INSTRUCTIONS TO FOLLOW: Copy out the lines below that hold the word "derive".

Collected data entries:
┄┄┄┄┄┄┄┄┄┄┄┄┄┄┄┄┄┄┄┄

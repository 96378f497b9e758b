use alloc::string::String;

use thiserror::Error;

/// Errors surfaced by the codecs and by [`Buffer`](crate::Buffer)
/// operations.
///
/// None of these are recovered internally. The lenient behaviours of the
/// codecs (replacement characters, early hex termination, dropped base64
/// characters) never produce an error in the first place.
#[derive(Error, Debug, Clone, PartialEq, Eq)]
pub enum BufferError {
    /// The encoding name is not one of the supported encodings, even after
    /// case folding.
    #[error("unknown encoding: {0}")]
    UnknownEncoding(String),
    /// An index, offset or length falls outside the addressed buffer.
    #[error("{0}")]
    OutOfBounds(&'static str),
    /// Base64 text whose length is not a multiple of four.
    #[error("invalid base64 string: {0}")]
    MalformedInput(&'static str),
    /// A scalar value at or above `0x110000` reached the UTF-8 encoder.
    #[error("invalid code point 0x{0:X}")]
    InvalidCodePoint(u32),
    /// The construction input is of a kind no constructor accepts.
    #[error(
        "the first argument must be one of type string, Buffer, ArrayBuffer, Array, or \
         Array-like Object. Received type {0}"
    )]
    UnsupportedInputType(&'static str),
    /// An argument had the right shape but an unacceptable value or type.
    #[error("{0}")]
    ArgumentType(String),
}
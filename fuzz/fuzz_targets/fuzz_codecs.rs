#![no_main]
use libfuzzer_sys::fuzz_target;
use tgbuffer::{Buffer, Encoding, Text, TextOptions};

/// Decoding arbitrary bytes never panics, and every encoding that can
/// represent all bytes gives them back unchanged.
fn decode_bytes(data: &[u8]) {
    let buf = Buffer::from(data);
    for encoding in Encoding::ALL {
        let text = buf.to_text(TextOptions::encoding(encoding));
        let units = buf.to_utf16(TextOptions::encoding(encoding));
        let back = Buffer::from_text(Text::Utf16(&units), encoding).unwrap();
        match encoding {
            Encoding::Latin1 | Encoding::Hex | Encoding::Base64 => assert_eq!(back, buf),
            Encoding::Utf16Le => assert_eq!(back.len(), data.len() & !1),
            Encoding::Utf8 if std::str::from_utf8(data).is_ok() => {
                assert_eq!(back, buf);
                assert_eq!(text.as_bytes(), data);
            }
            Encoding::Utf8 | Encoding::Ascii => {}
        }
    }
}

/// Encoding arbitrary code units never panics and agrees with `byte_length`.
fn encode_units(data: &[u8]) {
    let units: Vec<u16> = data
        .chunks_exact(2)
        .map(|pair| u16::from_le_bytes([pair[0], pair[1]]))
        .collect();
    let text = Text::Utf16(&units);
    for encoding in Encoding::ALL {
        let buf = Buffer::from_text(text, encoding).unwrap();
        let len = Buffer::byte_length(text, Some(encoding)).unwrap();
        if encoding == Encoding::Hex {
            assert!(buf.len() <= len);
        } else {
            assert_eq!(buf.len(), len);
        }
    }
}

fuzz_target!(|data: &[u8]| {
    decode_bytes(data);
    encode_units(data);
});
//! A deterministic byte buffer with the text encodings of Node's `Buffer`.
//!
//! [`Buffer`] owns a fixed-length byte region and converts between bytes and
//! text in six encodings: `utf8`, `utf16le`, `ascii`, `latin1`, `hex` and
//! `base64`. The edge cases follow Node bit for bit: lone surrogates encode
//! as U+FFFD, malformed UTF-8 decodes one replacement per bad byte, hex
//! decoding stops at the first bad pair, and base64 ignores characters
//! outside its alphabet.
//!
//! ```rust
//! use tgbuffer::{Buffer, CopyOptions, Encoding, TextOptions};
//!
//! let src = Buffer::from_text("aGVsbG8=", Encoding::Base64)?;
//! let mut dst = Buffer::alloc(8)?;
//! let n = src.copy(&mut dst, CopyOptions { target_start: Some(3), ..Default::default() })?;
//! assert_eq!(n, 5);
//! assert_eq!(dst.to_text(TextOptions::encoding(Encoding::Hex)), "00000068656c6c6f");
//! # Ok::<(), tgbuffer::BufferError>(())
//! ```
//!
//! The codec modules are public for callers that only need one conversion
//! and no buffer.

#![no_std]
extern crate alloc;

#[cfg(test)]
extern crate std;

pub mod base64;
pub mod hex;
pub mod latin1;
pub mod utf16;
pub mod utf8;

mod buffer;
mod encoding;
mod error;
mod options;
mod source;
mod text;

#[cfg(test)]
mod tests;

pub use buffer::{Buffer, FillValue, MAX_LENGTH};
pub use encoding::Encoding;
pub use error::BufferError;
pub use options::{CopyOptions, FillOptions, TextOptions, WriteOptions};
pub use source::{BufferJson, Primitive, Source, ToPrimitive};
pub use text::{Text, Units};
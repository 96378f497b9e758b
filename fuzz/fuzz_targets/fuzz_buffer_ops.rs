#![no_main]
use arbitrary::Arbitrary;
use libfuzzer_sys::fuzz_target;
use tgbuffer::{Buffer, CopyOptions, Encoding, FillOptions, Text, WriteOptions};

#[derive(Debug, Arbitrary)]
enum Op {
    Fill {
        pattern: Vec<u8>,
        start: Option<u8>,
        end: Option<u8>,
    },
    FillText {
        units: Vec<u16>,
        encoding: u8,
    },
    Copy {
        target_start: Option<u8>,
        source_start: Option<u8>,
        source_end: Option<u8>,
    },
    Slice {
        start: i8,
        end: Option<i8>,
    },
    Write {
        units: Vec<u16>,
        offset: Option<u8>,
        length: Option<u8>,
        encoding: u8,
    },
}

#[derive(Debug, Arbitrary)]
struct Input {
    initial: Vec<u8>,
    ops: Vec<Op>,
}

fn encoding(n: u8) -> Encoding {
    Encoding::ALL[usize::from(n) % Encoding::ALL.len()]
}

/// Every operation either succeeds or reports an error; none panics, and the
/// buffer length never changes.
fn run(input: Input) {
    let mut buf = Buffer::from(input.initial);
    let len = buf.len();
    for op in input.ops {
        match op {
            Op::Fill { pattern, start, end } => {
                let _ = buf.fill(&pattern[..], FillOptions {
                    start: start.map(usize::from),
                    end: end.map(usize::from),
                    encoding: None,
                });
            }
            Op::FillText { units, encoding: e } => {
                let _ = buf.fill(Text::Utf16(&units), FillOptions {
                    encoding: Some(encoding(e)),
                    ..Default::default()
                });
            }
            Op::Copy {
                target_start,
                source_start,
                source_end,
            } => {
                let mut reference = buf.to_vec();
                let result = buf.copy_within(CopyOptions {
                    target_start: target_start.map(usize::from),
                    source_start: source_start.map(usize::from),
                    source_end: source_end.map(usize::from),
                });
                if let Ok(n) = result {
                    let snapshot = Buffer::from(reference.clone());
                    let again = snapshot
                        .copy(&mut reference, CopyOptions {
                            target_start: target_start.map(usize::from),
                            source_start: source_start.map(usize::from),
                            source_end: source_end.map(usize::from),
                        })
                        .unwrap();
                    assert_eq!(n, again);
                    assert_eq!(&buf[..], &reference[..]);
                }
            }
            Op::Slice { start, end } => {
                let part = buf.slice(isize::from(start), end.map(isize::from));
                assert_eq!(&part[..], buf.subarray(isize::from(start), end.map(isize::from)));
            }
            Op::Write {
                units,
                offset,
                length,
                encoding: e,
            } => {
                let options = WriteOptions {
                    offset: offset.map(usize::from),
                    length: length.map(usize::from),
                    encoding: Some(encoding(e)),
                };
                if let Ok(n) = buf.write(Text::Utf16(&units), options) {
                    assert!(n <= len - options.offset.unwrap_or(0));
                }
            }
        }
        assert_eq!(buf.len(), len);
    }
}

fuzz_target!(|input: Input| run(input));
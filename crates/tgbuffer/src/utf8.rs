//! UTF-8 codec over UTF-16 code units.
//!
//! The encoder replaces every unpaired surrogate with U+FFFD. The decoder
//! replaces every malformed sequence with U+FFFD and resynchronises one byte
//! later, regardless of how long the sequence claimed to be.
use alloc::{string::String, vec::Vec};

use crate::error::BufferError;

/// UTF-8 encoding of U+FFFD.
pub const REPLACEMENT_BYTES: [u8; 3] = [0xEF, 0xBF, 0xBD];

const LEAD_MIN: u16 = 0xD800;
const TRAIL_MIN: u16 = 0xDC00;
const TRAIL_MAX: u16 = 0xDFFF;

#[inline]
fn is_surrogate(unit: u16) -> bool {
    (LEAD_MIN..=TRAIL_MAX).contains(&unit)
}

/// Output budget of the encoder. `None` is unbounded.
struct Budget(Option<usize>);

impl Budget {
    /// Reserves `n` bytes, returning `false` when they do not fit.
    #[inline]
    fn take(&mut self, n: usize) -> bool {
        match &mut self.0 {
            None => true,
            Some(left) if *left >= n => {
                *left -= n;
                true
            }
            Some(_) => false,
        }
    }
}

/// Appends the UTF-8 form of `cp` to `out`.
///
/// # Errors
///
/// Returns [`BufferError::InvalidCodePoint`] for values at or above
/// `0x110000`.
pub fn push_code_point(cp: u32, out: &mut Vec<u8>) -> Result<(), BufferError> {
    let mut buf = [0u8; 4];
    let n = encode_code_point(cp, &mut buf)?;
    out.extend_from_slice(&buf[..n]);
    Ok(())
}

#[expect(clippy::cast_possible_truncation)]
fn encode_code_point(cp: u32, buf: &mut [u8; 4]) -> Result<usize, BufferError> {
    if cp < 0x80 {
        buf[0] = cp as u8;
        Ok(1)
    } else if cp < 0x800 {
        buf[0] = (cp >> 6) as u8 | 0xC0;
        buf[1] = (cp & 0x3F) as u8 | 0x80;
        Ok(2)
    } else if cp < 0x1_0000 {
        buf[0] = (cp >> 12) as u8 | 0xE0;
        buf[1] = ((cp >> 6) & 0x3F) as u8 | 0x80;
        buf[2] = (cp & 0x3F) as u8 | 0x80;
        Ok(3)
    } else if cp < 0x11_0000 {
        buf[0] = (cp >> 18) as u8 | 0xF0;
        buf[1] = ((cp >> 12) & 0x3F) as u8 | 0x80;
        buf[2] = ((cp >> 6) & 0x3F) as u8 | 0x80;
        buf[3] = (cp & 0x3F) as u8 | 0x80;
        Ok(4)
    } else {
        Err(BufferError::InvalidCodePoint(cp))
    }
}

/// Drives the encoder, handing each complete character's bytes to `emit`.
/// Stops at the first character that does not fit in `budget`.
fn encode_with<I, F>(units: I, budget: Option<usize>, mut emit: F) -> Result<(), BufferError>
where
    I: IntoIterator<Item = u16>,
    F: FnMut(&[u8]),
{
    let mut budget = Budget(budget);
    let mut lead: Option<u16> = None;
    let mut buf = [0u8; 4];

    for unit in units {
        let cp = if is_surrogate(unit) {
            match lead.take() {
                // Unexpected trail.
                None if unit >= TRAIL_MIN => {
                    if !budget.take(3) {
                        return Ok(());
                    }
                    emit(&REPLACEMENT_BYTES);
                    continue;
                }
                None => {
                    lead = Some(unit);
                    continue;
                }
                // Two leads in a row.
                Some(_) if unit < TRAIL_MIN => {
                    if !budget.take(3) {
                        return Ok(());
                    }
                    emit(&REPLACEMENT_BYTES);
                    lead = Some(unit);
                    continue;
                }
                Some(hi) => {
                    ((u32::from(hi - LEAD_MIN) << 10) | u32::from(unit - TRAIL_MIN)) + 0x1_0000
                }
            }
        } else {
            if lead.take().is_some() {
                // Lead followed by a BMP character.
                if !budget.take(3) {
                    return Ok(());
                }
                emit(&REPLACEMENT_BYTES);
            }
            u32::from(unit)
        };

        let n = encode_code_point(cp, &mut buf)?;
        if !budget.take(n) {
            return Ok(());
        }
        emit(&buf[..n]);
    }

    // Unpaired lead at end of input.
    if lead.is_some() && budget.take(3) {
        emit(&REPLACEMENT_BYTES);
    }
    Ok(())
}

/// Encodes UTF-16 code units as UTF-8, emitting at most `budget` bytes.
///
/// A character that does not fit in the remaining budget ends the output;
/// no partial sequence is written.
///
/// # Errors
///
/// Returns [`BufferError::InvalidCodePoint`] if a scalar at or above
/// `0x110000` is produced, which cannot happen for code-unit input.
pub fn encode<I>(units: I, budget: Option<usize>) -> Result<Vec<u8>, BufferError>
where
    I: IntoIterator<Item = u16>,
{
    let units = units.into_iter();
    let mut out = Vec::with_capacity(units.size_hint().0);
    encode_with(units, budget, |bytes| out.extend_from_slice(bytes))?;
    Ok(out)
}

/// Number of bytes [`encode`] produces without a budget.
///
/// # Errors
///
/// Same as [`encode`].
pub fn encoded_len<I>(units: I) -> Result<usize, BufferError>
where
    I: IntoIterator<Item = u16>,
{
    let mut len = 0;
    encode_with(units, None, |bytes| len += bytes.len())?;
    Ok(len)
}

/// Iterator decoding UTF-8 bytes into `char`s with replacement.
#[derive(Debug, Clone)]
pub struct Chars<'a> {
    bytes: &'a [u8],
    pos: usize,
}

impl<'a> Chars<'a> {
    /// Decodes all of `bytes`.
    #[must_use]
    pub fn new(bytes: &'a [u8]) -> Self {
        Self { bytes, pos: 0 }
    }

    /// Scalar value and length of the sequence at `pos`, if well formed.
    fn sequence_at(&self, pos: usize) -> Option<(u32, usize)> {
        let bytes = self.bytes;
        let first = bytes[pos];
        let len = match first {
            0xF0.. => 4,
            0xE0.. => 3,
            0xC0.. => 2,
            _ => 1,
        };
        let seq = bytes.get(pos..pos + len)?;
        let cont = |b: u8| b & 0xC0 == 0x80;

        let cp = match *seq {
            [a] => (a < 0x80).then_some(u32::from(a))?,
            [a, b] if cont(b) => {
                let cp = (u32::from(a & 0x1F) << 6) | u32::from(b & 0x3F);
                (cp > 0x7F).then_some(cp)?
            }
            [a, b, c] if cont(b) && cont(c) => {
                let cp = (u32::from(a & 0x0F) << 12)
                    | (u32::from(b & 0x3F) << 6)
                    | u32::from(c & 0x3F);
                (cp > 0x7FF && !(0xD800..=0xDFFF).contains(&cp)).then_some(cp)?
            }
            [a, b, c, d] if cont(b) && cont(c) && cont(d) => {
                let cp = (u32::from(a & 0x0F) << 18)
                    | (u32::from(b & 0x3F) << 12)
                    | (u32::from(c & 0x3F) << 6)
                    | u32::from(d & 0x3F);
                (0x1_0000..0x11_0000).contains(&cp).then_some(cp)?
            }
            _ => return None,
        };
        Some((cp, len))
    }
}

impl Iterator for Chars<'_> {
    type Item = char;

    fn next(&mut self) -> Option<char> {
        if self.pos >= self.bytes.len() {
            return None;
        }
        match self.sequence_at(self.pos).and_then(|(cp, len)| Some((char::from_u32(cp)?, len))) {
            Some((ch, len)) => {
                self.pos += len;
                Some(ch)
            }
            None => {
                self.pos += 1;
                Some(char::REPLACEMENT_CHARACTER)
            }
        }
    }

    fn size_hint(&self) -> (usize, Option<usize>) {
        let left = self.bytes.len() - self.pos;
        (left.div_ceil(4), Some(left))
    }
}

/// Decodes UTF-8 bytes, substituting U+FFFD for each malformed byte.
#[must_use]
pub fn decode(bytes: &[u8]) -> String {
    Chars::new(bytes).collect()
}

┄┄┄┄┄┄┄┄┄┄┄┄┄┄┄┄┄┄┄┄

EXERCISE RESPONSE:
#[derive(Error, Debug, Clone, PartialEq, Eq)]
#[derive(Debug, Arbitrary)]
#[derive(Debug, Arbitrary)]
#[derive(Debug, Clone)]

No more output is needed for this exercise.